3. Transfection automatisée de protoplastes

REMARQUE : Les étapes 3.6 à 3.15 sont entièrement gérées par le manipulateur de liquides automatisé, à l’exception des deux pauses de l’utilisateur aux étapes 3.10 et 3.13, qui nécessitent une centrifugation manuelle. Des captures d’écran pertinentes qui suivent ce protocole automatisé se trouvent dans le supplément, la figure supplémentaire 1, la figure supplémentaire 3, la figure supplémentaire 4 et la figure supplémentaire 5.

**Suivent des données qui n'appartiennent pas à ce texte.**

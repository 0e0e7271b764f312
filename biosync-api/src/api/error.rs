//! HTTP mapping for service errors

use axum::{
    http::StatusCode,
    response::{IntoResponse, Response},
    Json,
};
use biosync_common::Error;
use serde_json::json;

pub type ApiResult<T> = std::result::Result<T, ApiError>;

/// Wrapper adapting the common error type to HTTP responses
#[derive(Debug)]
pub struct ApiError(pub Error);

impl From<Error> for ApiError {
    fn from(error: Error) -> Self {
        ApiError(error)
    }
}

impl IntoResponse for ApiError {
    fn into_response(self) -> Response {
        let status = match &self.0 {
            Error::NotFound(_) => StatusCode::NOT_FOUND,
            Error::InvalidInput(_) => StatusCode::BAD_REQUEST,
            _ => StatusCode::INTERNAL_SERVER_ERROR,
        };

        let message = match &self.0 {
            Error::NotFound(msg) | Error::InvalidInput(msg) => msg.clone(),
            other => other.to_string(),
        };

        let body = Json(json!({
            "error": message,
        }));

        (status, body).into_response()
    }
}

  1. Préparez l’aménagement du plateau de l’appareil de traitement des liquides pour la transfection conformément à la méthode de transfection des protoplastes décrite dans les étapes suivantes. Assemblez les matériaux suivants : Plaque de destination (dans ce cas, il s’agirait d’une plaque noire de 96 puits avec une microplaque inférieure transparente pour la mesure de la fluorescence), une boîte d’embouts d’automatisation à large alésage de 25 à 250 μL pour l’étape d’aspiration PEG, cinq boîtes d’embouts d’automatisation de pipette de 25 à 250 μL pour les étapes de manipulation de liquide restantes, trois auges en plastique comme réservoirs de réactifs, une plaque vide de 96 puits pour la collecte des déchets, les solutions de lavage tampon de transfection restantes, W5 et WI.
  2. Immédiatement avant le début de la procédure de transfection, stérilisez la solution de PEG à travers une unité de filtre sous vide stérile jetable de 0,22 μm dans un tube frais de 50 ml.
  3. À partir du protoplaste remis en suspension dans le tampon MMg, ajoutez 100 μL (environ 50 000 protoplastes) dans chaque puits de la plaque de transfection prépréparée et décongelée. Pour ce faire, versez la solution tampon contenant du protoplaste dans une auge stérile de 10 ml et utilisez une pipette multicanaux. Continuez à agiter doucement l’auge pour éviter que le protoplaste ne se dépose de la solution pendant cette étape de transfert manuel.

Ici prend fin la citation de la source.